PROBLEM STATEMENT —
With both ends included, repeat exactly the lines of the entries below from the one containing "data.push(b'\n');" down to the one containing "let text = std::fs::read_to_string(&path).unwrap();", and no others.

ENTRIES SUPPLIED —
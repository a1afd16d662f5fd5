use crate::auth::{AssertionSigner, GatewayAuth};
use crate::error::GatewayError;

use serde::de::DeserializeOwned;
use serde::{Deserialize, Serialize};
use strata_core::prelude::*;
use strata_http::{ApiClient, ApiResponse, Authorizer, Clock, Method, ReqwestTransport, TokioClock, Transport};
use tracing::info;

pub const TOKEN_PATH: &str = "/api/v2/oauth/token";

#[derive(Debug, Clone, PartialEq, Eq, Serialize, Deserialize)]
pub struct HealthStatus {
    /// `healthy` or `unhealthy`.
    pub status: String,
    pub hostname: String,
    pub authenticated: bool,
    #[serde(default, skip_serializing_if = "Option::is_none")]
    pub error: Option<String>,
}

impl HealthStatus {
    pub fn is_healthy(&self) -> bool {
        self.authenticated
    }
}

/// Admin API client for the access gateway.
#[derive(Clone)]
pub struct GatewayClient<T: Transport = ReqwestTransport, C: Clock = TokioClock> {
    hostname: String,
    api: ApiClient<T, GatewayAuth<T, C>, C>,
}

impl GatewayClient {
    /// Loads the signing key and builds an HTTPS client honoring `verify_ssl`.
    pub async fn from_config(config: &GatewayConfig) -> Result<Self, GatewayError> {
        let signer = AssertionSigner::from_config(config).await?;
        let transport = ReqwestTransport::with_tls_verification(config.verify_ssl)?;
        info!(hostname = %config.hostname, "Gateway client initialized");
        Ok(Self::with_transport(config, signer, transport, TokioClock))
    }
}

impl<T: Transport, C: Clock> GatewayClient<T, C> {
    pub fn with_transport(config: &GatewayConfig, signer: AssertionSigner, transport: T, clock: C) -> Self {
        let base_url = config.base_url();
        let auth = GatewayAuth::new(
            format!("{base_url}{TOKEN_PATH}"),
            config.scope(),
            signer,
            transport.clone(),
            clock.clone(),
        );
        Self {
            hostname: config.hostname.clone(),
            api: ApiClient::with_clock(base_url, transport, auth, clock),
        }
    }

    pub fn hostname(&self) -> &str {
        &self.hostname
    }

    pub fn api(&self) -> &ApiClient<T, GatewayAuth<T, C>, C> {
        &self.api
    }

    /// Collection endpoints answer either a bare list or `{"data": [...]}`.
    pub async fn list<R: DeserializeOwned>(&self, path: &str) -> Result<Vec<R>, GatewayError> {
        Ok(self.api.paginate(path, &[])?.try_collect().await?)
    }

    pub async fn get_json<R: DeserializeOwned>(&self, path: &str) -> Result<R, GatewayError> {
        Ok(self.api.get_json(path, &[]).await?)
    }

    pub async fn send_json<B: Serialize + ?Sized, R: DeserializeOwned>(
        &self,
        method: Method,
        path: &str,
        body: &B,
    ) -> Result<R, GatewayError> {
        let request = self.api.request(method, path).json(body)?;
        let response = self.api.send(request).await?.error_for_status()?;
        decode_body(&response)
    }

    pub async fn delete(&self, path: &str) -> Result<(), GatewayError> {
        Ok(self.api.delete(path).await?)
    }

    /// Verifies that an access token can be obtained.
    pub async fn health_check(&self) -> HealthStatus {
        match self.api.authorizer().authorization().await {
            Ok(_) => HealthStatus {
                status: "healthy".to_string(),
                hostname: self.hostname.clone(),
                authenticated: true,
                error: None,
            },
            Err(e) => HealthStatus {
                status: "unhealthy".to_string(),
                hostname: self.hostname.clone(),
                authenticated: false,
                error: Some(e.to_string()),
            },
        }
    }
}

/// An empty body decodes as `{}`.
fn decode_body<R: DeserializeOwned>(response: &ApiResponse) -> Result<R, GatewayError> {
    if response.body.iter().all(u8::is_ascii_whitespace) {
        return Ok(serde_json::from_value(serde_json::Value::Object(Default::default()))?);
    }
    Ok(serde_json::from_slice(&response.body)?)
}
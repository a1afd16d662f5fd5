pub mod config;
pub mod error;
pub mod manifest;
pub mod traits;

pub mod prelude {
    pub use super::config::*;
    pub use super::error::*;
    pub use super::manifest::*;
    pub use super::traits::*;
}
use crate::args::{AppSelection, IdpArgs};
use crate::output::{self, dry_run_prefix, exit_code, print_json, print_missing, timestamp};

use anyhow::Context;
use clap::Subcommand;
use std::collections::BTreeSet;
use std::path::PathBuf;
use std::process::ExitCode;
use strata_idp::{
    AppSelector, AssignmentExportOptions, EntitlementStatus, GovernanceClient, GrantExport, IdpClient,
    ImportSummary, MembershipExport, SettingChange, UserExportOptions, apply_memberships, apply_setting,
    entitlement_report, export_assignments, export_grants, export_memberships, export_users,
    import_grants, load_bytes, load_json, membership_plan, parse_users_csv, save_bytes, save_json,
    select_apps, users_csv, without_system_apps,
};
use strata_terraform::{EntitlementScanner, find_tf_files};

#[derive(Subcommand)]
pub enum UsersCommand {
    /// Export users with manager, groups and custom attributes to CSV
    Export {
        #[command(flatten)]
        idp: IdpArgs,

        #[arg(short, long, default_value = "users.csv")]
        output: PathBuf,

        #[arg(long)]
        include_deprovisioned: bool,

        /// Skip group lookups
        #[arg(long)]
        no_groups: bool,

        /// Skip manager lookups
        #[arg(long)]
        no_manager: bool,

        /// Only members of this group
        #[arg(long)]
        group: Option<String>,
    },
    /// Add users from a CSV export to their listed groups in this tenant
    Import {
        #[command(flatten)]
        idp: IdpArgs,

        /// CSV written by `users export`
        input: PathBuf,

        #[arg(long)]
        dry_run: bool,
    },
}
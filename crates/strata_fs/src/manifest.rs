use crate::atomic::atomic_write;
use crate::count::{count_csv_rows, count_json_items};

use chrono::{DateTime, SubsecRound, Utc};
use sha2::{Digest, Sha256};
use std::path::{Path, PathBuf};
use strata_core::prelude::*;
use tokio::fs;
use tracing::{debug, info};

/// One file the manifest looks for inside the backup directory.
#[derive(Debug, Clone, PartialEq, Eq)]
pub struct ExpectedFile {
    /// Relative to the backup directory, e.g. "oig/reviews.json".
    pub file: String,
    pub count_key: Option<String>,
    pub origin: ResourceOrigin,
}

impl ExpectedFile {
    pub fn export(file: &str, count_key: Option<&str>) -> Self {
        Self {
            file: file.to_string(),
            count_key: count_key.map(str::to_string),
            origin: ResourceOrigin::Export,
        }
    }

    pub fn terraform(file: &str, count_key: Option<&str>) -> Self {
        Self {
            origin: ResourceOrigin::Terraform,
            ..Self::export(file, count_key)
        }
    }

    /// File name without directory prefix and extension.
    pub fn resource_name(&self) -> String {
        let name = self.file.rsplit('/').next().unwrap_or(&self.file);
        match name.rsplit_once('.') {
            Some((stem, _)) => stem.to_string(),
            None => name.to_string(),
        }
    }
}

pub fn default_expected_files() -> Vec<ExpectedFile> {
    vec![
        ExpectedFile::export("users.csv", None),
        ExpectedFile::export("groups.json", Some("groups")),
        ExpectedFile::export("memberships.json", Some("memberships")),
        ExpectedFile::export("app_assignments.json", Some("applications")),
        ExpectedFile::export("owner_mappings.json", None),
        ExpectedFile::export("label_mappings.json", Some("labels")),
        ExpectedFile::export("risk_rules.json", Some("rules")),
        ExpectedFile::terraform("oig/entitlements.json", Some("entitlements")),
        ExpectedFile::terraform("oig/reviews.json", Some("reviews")),
        ExpectedFile::terraform("oig/request_sequences.json", Some("sequences")),
        ExpectedFile::terraform("oig/catalog_entries.json", Some("entries")),
    ]
}

/// Scans a backup directory and produces a resource-based manifest.
#[derive(Debug, Clone)]
pub struct ManifestBuilder {
    backup_dir: PathBuf,
    expected: Vec<ExpectedFile>,
    org_name: String,
    created_by: String,
    schedule: Schedule,
    state: Option<StateReference>,
    created_at: Option<DateTime<Utc>>,
}

impl ManifestBuilder {
    pub fn new(backup_dir: impl Into<PathBuf>, org_name: impl Into<String>) -> Self {
        Self {
            backup_dir: backup_dir.into(),
            expected: default_expected_files(),
            org_name: org_name.into(),
            created_by: actor_identity(),
            schedule: Schedule::Manual,
            state: None,
            created_at: None,
        }
    }

    pub fn expected_files(mut self, expected: Vec<ExpectedFile>) -> Self {
        self.expected = expected;
        self
    }

    pub fn created_by(mut self, actor: impl Into<String>) -> Self {
        self.created_by = actor.into();
        self
    }

    pub fn schedule(mut self, schedule: Schedule) -> Self {
        self.schedule = schedule;
        self
    }

    /// Embedded verbatim in the manifest.
    pub fn state_reference(mut self, state: Option<StateReference>) -> Self {
        self.state = state;
        self
    }

    pub fn created_at(mut self, at: DateTime<Utc>) -> Self {
        self.created_at = Some(at);
        self
    }

    pub async fn build(&self) -> Result<SnapshotManifest, ManifestError> {
        if !fs::metadata(&self.backup_dir)
            .await
            .map(|m| m.is_dir())
            .unwrap_or(false)
        {
            return Err(ManifestError::Invalid(format!(
                "backup directory not found: {}",
                self.backup_dir.display()
            )));
        }

        let created_at = self
            .created_at
            .unwrap_or_else(|| Utc::now().trunc_subsecs(0));
        let mut manifest = SnapshotManifest::resource_based(
            &self.org_name,
            &self.created_by,
            self.schedule,
            created_at,
        );
        manifest.backup_dir = Some(self.backup_dir.display().to_string());

        let mut total_resources = 0;
        for expected in &self.expected {
            let Some(descriptor) = self.describe(expected).await? else {
                debug!(file = %expected.file, "Not present, skipping");
                continue;
            };

            let count = descriptor.count.unwrap_or(0);
            info!(file = %expected.file, count, "Added to manifest");
            total_resources += count;
            manifest.resources.insert(
                expected.resource_name(),
                ResourceEntry {
                    count,
                    file: expected.file.clone(),
                    source: expected.origin,
                },
            );
            manifest.files.push(descriptor);
        }

        manifest.summary = Some(ManifestSummary {
            total_files: manifest.files.len(),
            total_resources,
        });
        manifest.terraform_state = self.state.clone();

        Ok(manifest)
    }

    async fn describe(&self, expected: &ExpectedFile) -> Result<Option<FileDescriptor>, ManifestError> {
        let path = self.backup_dir.join(&expected.file);

        let metadata = match fs::metadata(&path).await {
            Ok(m) if m.is_file() => m,
            Ok(_) => return Ok(None),
            Err(e) if e.kind() == std::io::ErrorKind::NotFound => return Ok(None),
            Err(e) => return Err(ManifestError::io(&path, e)),
        };

        let data = fs::read(&path)
            .await
            .map_err(|e| ManifestError::io(&path, e))?;
        let modified = metadata
            .modified()
            .map(|t| DateTime::<Utc>::from(t).trunc_subsecs(0))
            .map_err(|e| ManifestError::io(&path, e))?;

        Ok(Some(FileDescriptor {
            file: expected.file.clone(),
            size_bytes: metadata.len(),
            modified,
            sha256: hex::encode(Sha256::digest(&data)),
            count: count_records(&path, &data, expected.count_key.as_deref())?,
        }))
    }
}

fn count_records(path: &Path, data: &[u8], key: Option<&str>) -> Result<Option<usize>, ManifestError> {
    let parse_error = |message: String| ManifestError::Parse {
        path: path.to_path_buf(),
        message,
    };

    match path.extension().and_then(|e| e.to_str()) {
        Some("csv") => count_csv_rows(data)
            .map(Some)
            .map_err(|e| parse_error(e.to_string())),
        Some("json") => {
            let value: serde_json::Value =
                serde_json::from_slice(data).map_err(|e| parse_error(e.to_string()))?;
            Ok(Some(count_json_items(&value, key)))
        }
        _ => Ok(None),
    }
}

/// Pretty-printed, written atomically.
pub async fn write_manifest(manifest: &SnapshotManifest, output: &Path) -> Result<(), ManifestError> {
    let data = manifest.to_pretty_json()?;
    atomic_write(output, data)
        .await
        .map_err(|e| ManifestError::io(output, e))
}

pub async fn read_manifest(path: &Path) -> Result<SnapshotManifest, ManifestError> {
    let data = fs::read(path)
        .await
        .map_err(|e| ManifestError::io(path, e))?;
    SnapshotManifest::from_slice(&data).map_err(|e| ManifestError::Parse {
        path: path.to_path_buf(),
        message: e.to_string(),
    })
}
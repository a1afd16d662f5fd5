use crate::error::ConfigError;
use std::path::PathBuf;

pub const DEFAULT_BASE_DOMAIN: &str = "okta.com";
pub const DEFAULT_REGION: &str = "us-east-1";
pub const DEFAULT_PAM_API_BASE: &str = "https://app.scaleft.com/v1";

/// Every scope the gateway admin API knows about; requested by default.
pub const GATEWAY_SCOPES: [&str; 5] = [
    "okta.oag.app.manage",
    "okta.oag.app.read",
    "okta.oag.cert.read",
    "okta.oag.idp.manage",
    "okta.oag.idp.read",
];

/// Connection settings for one identity provider tenant.
#[derive(Debug, Clone, PartialEq, Eq)]
pub struct IdpConfig {
    pub org_name: String,
    /// Either a bare domain (`okta.com`, `oktapreview.com`) or a full base URL.
    pub base_domain: String,
    pub api_token: String,
}

impl IdpConfig {
    pub fn new(
        org_name: impl Into<String>,
        base_domain: Option<String>,
        api_token: impl Into<String>,
    ) -> Result<Self, ConfigError> {
        let config = Self {
            org_name: org_name.into(),
            base_domain: base_domain
                .filter(|d| !d.trim().is_empty())
                .unwrap_or_else(|| DEFAULT_BASE_DOMAIN.to_string()),
            api_token: api_token.into(),
        };
        config.validate()?;
        Ok(config)
    }

    pub fn validate(&self) -> Result<(), ConfigError> {
        if self.org_name.trim().is_empty() {
            return Err(ConfigError::Missing("OKTA_ORG_NAME".into()));
        }
        if self.api_token.trim().is_empty() {
            return Err(ConfigError::Missing("OKTA_API_TOKEN".into()));
        }
        Ok(())
    }

    pub fn base_url(&self) -> String {
        if has_scheme(&self.base_domain) {
            self.base_domain.trim_end_matches('/').to_string()
        } else {
            format!("https://{}.{}", self.org_name, self.base_domain)
        }
    }

    pub fn api_url(&self) -> String {
        format!("{}/api/v1", self.base_url())
    }

    pub fn governance_url(&self) -> String {
        format!("{}/governance/api/v1", self.base_url())
    }
}

/// Where the private key for the gateway assertion comes from.
#[derive(Debug, Clone, PartialEq, Eq)]
pub enum KeySource {
    Path(PathBuf),
    Pem(String),
}

#[derive(Debug, Clone, PartialEq, Eq)]
pub struct GatewayConfig {
    /// Admin hostname, optionally with scheme.
    pub hostname: String,
    pub client_id: String,
    pub key: KeySource,
    pub scopes: Vec<String>,
    pub verify_ssl: bool,
}

impl GatewayConfig {
    pub fn new(
        hostname: Option<String>,
        client_id: Option<String>,
        key_path: Option<PathBuf>,
        key_pem: Option<String>,
    ) -> Result<Self, ConfigError> {
        let hostname = non_empty(hostname).ok_or_else(|| ConfigError::Missing("OAG_HOSTNAME".into()))?;
        let client_id =
            non_empty(client_id).ok_or_else(|| ConfigError::Missing("OAG_CLIENT_ID".into()))?;
        let key = match (key_path, non_empty(key_pem)) {
            (Some(path), _) => KeySource::Path(path),
            (None, Some(pem)) => KeySource::Pem(pem),
            (None, None) => {
                return Err(ConfigError::Missing(
                    "OAG_PRIVATE_KEY_PATH or OAG_PRIVATE_KEY".into(),
                ));
            }
        };

        Ok(Self {
            hostname,
            client_id,
            key,
            scopes: GATEWAY_SCOPES.iter().map(|s| s.to_string()).collect(),
            verify_ssl: true,
        })
    }

    pub fn base_url(&self) -> String {
        if has_scheme(&self.hostname) {
            self.hostname.trim_end_matches('/').to_string()
        } else {
            format!("https://{}", self.hostname)
        }
    }

    pub fn scope(&self) -> String {
        self.scopes.join(" ")
    }
}

#[derive(Debug, Clone, PartialEq, Eq)]
pub struct PamConfig {
    pub team: String,
    pub key_id: String,
    pub key_secret: String,
    pub api_base: String,
}

impl PamConfig {
    pub fn new(
        team: Option<String>,
        key_id: Option<String>,
        key_secret: Option<String>,
    ) -> Result<Self, ConfigError> {
        Ok(Self {
            team: non_empty(team).ok_or_else(|| ConfigError::Missing("OKTAPAM_TEAM".into()))?,
            key_id: non_empty(key_id).ok_or_else(|| ConfigError::Missing("OKTAPAM_KEY".into()))?,
            key_secret: non_empty(key_secret)
                .ok_or_else(|| ConfigError::Missing("OKTAPAM_SECRET".into()))?,
            api_base: DEFAULT_PAM_API_BASE.to_string(),
        })
    }

    pub fn with_api_base(mut self, api_base: impl Into<String>) -> Self {
        self.api_base = api_base.into().trim_end_matches('/').to_string();
        self
    }
}

/// Location of the versioned state object.
#[derive(Debug, Clone, PartialEq, Eq)]
pub struct StateLocation {
    pub bucket: String,
    pub key: String,
    pub region: String,
}

impl StateLocation {
    pub fn new(
        bucket: impl Into<String>,
        key: impl Into<String>,
        region: Option<String>,
    ) -> Result<Self, ConfigError> {
        let bucket = bucket.into();
        let key = key.into();
        if bucket.trim().is_empty() {
            return Err(ConfigError::Missing("state bucket".into()));
        }
        if key.trim().is_empty() {
            return Err(ConfigError::Missing("state key".into()));
        }
        Ok(Self {
            bucket,
            key,
            region: non_empty(region).unwrap_or_else(|| DEFAULT_REGION.to_string()),
        })
    }

    /// Conventional key layout: `{prefix}/{environment}/terraform.tfstate`.
    pub fn environment_key(prefix: &str, environment: &str) -> String {
        format!("{}/{}/terraform.tfstate", prefix.trim_end_matches('/'), environment)
    }
}

/// Who is running the tool: CI actor first, then the login user.
pub fn actor_identity() -> String {
    let from_env = |name: &str| std::env::var(name).ok().filter(|v| !v.trim().is_empty());
    from_env("GITHUB_ACTOR")
        .or_else(|| from_env("USER"))
        .or_else(|| whoami::username().ok())
        .unwrap_or_else(|| "unknown".to_string())
}

fn non_empty(value: Option<String>) -> Option<String> {
    value.filter(|v| !v.trim().is_empty())
}

fn has_scheme(value: &str) -> bool {
    value.starts_with("http://") || value.starts_with("https://")
}

#[cfg(test)]
mod tests {
    use super::*;

    #[test]
    fn idp_urls_from_bare_domain() {
        let config = IdpConfig::new("acme", None, "token").unwrap();
        assert_eq!(config.base_url(), "https://acme.okta.com");
        assert_eq!(config.governance_url(), "https://acme.okta.com/governance/api/v1");
    }

    #[test]
    fn idp_accepts_full_base_url() {
        let config = IdpConfig::new("acme", Some("http://127.0.0.1:9000/".into()), "t").unwrap();
        assert_eq!(config.api_url(), "http://127.0.0.1:9000/api/v1");
    }

    #[test]
    fn missing_token_is_a_config_error() {
        let err = IdpConfig::new("acme", None, "  ").unwrap_err();
        assert_eq!(err, ConfigError::Missing("OKTA_API_TOKEN".into()));
    }

    #[test]
    fn gateway_requires_a_key() {
        let err = GatewayConfig::new(Some("gw.example.com".into()), Some("cid".into()), None, None)
            .unwrap_err();
        assert!(matches!(err, ConfigError::Missing(_)));

        let config = GatewayConfig::new(
            Some("gw.example.com".into()),
            Some("cid".into()),
            None,
            Some("-----BEGIN".into()),
        )
        .unwrap();
        assert_eq!(config.base_url(), "https://gw.example.com");
        assert!(config.scope().starts_with("okta.oag.app.manage okta.oag.app.read"));
    }

    #[test]
    fn state_location_defaults_region() {
        let location = StateLocation::new("bucket", "env/prod/terraform.tfstate", None).unwrap();
        assert_eq!(location.region, DEFAULT_REGION);
        assert_eq!(
            StateLocation::environment_key("env/", "prod"),
            "env/prod/terraform.tfstate"
        );
    }
}
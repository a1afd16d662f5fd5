use crate::error::IdpError;

use serde::Serialize;
use serde::de::DeserializeOwned;
use std::path::Path;
use strata_fs::atomic_write;
use tracing::info;

/// Pretty-printed with a trailing newline, written atomically.
pub async fn save_json<D: Serialize + ?Sized>(path: &Path, document: &D) -> Result<(), IdpError> {
    let mut data = serde_json::to_vec_pretty(document)?;
    data.push(b'\n');
    save_bytes(path, data).await
}

pub async fn save_bytes(path: &Path, data: Vec<u8>) -> Result<(), IdpError> {
    let size = data.len();
    atomic_write(path, data)
        .await
        .map_err(|e| IdpError::io(path, e))?;
    info!(path = %path.display(), size, "Export written");
    Ok(())
}

pub async fn load_json<D: DeserializeOwned>(path: &Path) -> Result<D, IdpError> {
    let data = load_bytes(path).await?;
    Ok(serde_json::from_slice(&data)?)
}

pub async fn load_bytes(path: &Path) -> Result<Vec<u8>, IdpError> {
    tokio::fs::read(path)
        .await
        .map_err(|e| IdpError::io(path, e))
}

#[cfg(test)]
mod tests {
    use super::*;
    use crate::memberships::MembershipExport;
    use std::collections::BTreeMap;

    #[tokio::test]
    async fn saved_documents_load_back() {
        let dir = tempfile::tempdir().unwrap();
        let path = dir.path().join("exports/memberships.json");
        let export = MembershipExport {
            source_org: "acme".into(),
            exported_at: "2026-01-01T00:00:00Z".into(),
            group_count: 0,
            total_members: 0,
            memberships: BTreeMap::new(),
        };

        save_json(&path, &export).await.unwrap();
        let text = std::fs::read_to_string(&path).unwrap();
        assert!(text.starts_with("{\n  \"source_org\": \"acme\""));
        assert!(text.ends_with("}\n"));

        let loaded: MembershipExport = load_json(&path).await.unwrap();
        assert_eq!(loaded, export);
    }

    #[tokio::test]
    async fn missing_file_reports_its_path() {
        let dir = tempfile::tempdir().unwrap();
        let path = dir.path().join("nope.json");
        let err = load_json::<MembershipExport>(&path).await.unwrap_err();
        assert!(matches!(err, IdpError::Io { path: p, .. } if p == path));
    }
}
use bytes::Bytes;
use sha2::{Digest, Sha256};
use std::path::Path;
use tokio::fs;

/// Writes `data` to `path` via a sibling temp file and a rename.
/// Parent directories are created as needed.
pub async fn atomic_write(path: &Path, data: impl Into<Bytes>) -> std::io::Result<()> {
    if let Some(parent) = path.parent().filter(|p| !p.as_os_str().is_empty()) {
        fs::create_dir_all(parent).await?;
    }

    let tmp_path = path.with_extension("tmp");

    fs::write(&tmp_path, data.into()).await?;
    if let Err(e) = fs::rename(&tmp_path, path).await {
        let _ = fs::remove_file(&tmp_path).await;
        return Err(e);
    }

    Ok(())
}

/// Hex SHA-256 of a file's content along with its size.
pub async fn sha256_file(path: &Path) -> std::io::Result<(String, u64)> {
    let data = fs::read(path).await?;
    let hash = hex::encode(Sha256::digest(&data));
    Ok((hash, data.len() as u64))
}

TASK RESPONSE —
    data.push(b'\n');
    save_bytes(path, data).await
}

pub async fn save_bytes(path: &Path, data: Vec<u8>) -> Result<(), IdpError> {
    let size = data.len();
    atomic_write(path, data)
        .await
        .map_err(|e| IdpError::io(path, e))?;
    info!(path = %path.display(), size, "Export written");
    Ok(())
}

pub async fn load_json<D: DeserializeOwned>(path: &Path) -> Result<D, IdpError> {
    let data = load_bytes(path).await?;
    Ok(serde_json::from_slice(&data)?)
}

pub async fn load_bytes(path: &Path) -> Result<Vec<u8>, IdpError> {
    tokio::fs::read(path)
        .await
        .map_err(|e| IdpError::io(path, e))
}

#[cfg(test)]
mod tests {
    use super::*;
    use crate::memberships::MembershipExport;
    use std::collections::BTreeMap;

    #[tokio::test]
    async fn saved_documents_load_back() {
        let dir = tempfile::tempdir().unwrap();
        let path = dir.path().join("exports/memberships.json");
        let export = MembershipExport {
            source_org: "acme".into(),
            exported_at: "2026-01-01T00:00:00Z".into(),
            group_count: 0,
            total_members: 0,
            memberships: BTreeMap::new(),
        };

        save_json(&path, &export).await.unwrap();
        let text = std::fs::read_to_string(&path).unwrap();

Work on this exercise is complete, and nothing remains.